What you should do:
If a line below holds the word "SyncResult", count it; then say how many such lines there are and nothing else.

(Saved data entries)
━━━━━━━━━━━━━━━━
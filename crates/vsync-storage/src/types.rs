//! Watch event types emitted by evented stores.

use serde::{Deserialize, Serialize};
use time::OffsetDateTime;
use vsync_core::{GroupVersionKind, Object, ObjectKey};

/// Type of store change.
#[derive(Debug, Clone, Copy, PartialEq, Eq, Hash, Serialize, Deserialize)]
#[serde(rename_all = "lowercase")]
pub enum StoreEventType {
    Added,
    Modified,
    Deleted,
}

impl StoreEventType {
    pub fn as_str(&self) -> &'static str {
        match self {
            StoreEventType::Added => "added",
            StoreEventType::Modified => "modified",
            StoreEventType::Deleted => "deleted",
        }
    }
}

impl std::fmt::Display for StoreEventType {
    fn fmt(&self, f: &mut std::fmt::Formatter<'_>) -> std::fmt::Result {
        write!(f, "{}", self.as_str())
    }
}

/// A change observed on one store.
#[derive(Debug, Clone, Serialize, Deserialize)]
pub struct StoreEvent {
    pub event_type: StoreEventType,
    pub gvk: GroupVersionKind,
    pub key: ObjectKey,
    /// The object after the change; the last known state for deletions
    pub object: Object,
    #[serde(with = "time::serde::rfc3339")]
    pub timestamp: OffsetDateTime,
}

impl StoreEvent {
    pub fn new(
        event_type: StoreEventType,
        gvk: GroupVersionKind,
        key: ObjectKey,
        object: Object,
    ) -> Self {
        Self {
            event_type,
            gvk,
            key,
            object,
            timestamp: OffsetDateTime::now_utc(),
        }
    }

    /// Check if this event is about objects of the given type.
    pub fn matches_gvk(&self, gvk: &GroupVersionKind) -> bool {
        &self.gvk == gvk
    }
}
━━━━━━━━━━━━━━━━
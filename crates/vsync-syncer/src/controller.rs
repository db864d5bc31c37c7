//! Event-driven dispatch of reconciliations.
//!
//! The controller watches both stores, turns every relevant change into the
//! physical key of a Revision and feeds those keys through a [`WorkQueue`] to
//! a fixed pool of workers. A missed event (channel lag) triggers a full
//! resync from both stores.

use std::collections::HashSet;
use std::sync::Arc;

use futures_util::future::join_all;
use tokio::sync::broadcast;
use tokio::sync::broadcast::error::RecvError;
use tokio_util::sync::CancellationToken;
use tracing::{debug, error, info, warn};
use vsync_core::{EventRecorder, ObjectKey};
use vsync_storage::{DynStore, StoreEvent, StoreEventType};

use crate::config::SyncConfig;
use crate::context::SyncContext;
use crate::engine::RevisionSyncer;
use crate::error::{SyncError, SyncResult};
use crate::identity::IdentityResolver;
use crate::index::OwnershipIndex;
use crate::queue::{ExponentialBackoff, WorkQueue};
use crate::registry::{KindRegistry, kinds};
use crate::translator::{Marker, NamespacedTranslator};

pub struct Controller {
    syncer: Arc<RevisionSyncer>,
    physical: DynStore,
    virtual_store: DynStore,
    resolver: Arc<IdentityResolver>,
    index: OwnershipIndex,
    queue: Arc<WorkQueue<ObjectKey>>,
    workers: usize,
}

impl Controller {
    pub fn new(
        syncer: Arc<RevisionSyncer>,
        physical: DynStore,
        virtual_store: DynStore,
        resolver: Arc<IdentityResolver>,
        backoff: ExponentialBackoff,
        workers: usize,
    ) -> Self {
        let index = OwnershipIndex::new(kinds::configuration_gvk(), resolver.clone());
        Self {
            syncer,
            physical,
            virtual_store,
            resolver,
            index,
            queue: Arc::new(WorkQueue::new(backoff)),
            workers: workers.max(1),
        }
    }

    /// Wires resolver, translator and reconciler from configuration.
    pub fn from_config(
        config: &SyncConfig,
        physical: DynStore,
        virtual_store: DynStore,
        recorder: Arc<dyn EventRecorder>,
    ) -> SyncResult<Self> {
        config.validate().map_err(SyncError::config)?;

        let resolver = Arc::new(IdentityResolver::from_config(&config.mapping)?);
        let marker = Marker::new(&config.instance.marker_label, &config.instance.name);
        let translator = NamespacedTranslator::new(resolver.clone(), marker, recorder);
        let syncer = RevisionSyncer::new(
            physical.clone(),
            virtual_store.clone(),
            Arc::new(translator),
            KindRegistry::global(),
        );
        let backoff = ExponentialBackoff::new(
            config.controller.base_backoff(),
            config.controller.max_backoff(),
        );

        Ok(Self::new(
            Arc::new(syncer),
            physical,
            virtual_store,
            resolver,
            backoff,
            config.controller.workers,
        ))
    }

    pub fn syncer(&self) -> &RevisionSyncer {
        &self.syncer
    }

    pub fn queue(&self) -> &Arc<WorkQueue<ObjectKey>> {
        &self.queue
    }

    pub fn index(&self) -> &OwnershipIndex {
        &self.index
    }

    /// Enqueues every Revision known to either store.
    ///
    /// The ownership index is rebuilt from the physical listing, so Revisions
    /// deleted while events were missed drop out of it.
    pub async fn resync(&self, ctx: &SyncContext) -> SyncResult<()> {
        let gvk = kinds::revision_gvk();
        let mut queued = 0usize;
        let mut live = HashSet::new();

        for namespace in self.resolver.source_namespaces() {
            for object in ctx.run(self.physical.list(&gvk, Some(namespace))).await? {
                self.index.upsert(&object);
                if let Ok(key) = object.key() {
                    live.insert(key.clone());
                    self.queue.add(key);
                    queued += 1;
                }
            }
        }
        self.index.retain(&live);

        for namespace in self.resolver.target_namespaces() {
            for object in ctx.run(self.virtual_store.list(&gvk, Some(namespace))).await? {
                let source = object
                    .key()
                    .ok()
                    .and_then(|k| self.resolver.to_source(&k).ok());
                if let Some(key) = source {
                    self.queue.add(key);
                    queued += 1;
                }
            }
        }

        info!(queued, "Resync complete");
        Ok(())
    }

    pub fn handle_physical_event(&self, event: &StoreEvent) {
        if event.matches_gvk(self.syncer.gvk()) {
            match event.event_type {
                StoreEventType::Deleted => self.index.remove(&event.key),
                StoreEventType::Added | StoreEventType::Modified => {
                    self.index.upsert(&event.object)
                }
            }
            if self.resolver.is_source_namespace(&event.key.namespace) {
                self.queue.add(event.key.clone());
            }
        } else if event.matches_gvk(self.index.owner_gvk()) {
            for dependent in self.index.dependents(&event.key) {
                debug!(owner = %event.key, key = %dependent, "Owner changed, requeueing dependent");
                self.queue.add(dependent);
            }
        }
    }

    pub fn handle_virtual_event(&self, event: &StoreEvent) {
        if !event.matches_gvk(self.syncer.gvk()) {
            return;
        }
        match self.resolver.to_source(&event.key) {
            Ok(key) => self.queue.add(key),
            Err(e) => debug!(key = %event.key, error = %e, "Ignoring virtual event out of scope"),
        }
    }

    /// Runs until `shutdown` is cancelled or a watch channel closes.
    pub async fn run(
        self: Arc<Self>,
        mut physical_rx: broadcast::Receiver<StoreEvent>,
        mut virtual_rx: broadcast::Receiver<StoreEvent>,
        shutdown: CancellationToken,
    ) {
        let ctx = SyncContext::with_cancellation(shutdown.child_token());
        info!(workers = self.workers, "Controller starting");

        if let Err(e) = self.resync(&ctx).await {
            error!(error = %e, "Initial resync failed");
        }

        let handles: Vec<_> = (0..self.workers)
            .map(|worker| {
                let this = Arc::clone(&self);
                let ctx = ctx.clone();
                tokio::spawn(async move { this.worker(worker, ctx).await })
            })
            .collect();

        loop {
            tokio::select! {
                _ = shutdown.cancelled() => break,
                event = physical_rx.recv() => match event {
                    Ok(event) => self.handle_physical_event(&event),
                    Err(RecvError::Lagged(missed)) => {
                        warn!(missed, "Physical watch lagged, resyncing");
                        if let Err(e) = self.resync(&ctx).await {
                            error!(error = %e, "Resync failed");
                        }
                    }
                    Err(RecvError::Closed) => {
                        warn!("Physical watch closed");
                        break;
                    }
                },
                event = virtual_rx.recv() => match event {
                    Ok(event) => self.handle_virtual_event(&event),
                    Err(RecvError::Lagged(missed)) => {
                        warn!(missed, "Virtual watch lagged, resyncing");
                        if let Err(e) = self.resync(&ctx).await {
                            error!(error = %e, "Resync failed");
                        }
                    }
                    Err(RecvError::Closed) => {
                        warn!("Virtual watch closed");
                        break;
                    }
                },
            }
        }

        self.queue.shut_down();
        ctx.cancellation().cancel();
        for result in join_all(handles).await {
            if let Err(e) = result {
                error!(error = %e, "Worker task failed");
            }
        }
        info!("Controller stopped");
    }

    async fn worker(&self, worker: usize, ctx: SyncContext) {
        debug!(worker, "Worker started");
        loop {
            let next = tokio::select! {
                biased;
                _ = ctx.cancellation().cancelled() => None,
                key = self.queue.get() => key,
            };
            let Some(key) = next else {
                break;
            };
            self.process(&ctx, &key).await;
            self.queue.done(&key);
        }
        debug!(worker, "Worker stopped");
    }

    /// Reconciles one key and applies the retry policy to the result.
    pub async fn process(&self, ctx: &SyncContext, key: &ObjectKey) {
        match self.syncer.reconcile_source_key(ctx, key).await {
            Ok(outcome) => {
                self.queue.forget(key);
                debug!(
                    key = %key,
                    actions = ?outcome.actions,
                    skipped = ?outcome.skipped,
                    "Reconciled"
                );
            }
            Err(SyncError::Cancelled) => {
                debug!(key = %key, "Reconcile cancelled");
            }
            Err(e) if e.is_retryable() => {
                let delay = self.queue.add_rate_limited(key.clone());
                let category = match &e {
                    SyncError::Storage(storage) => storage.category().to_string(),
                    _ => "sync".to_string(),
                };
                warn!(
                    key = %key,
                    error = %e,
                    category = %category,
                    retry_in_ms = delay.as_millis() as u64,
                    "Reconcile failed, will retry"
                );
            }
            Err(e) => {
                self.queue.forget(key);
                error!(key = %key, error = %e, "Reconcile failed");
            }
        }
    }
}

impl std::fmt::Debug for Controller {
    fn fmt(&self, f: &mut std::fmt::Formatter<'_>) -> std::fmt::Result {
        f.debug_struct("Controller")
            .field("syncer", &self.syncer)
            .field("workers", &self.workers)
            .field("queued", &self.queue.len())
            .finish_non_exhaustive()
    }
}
━━━━━━━━━━━━━━━━
Exercise response:
3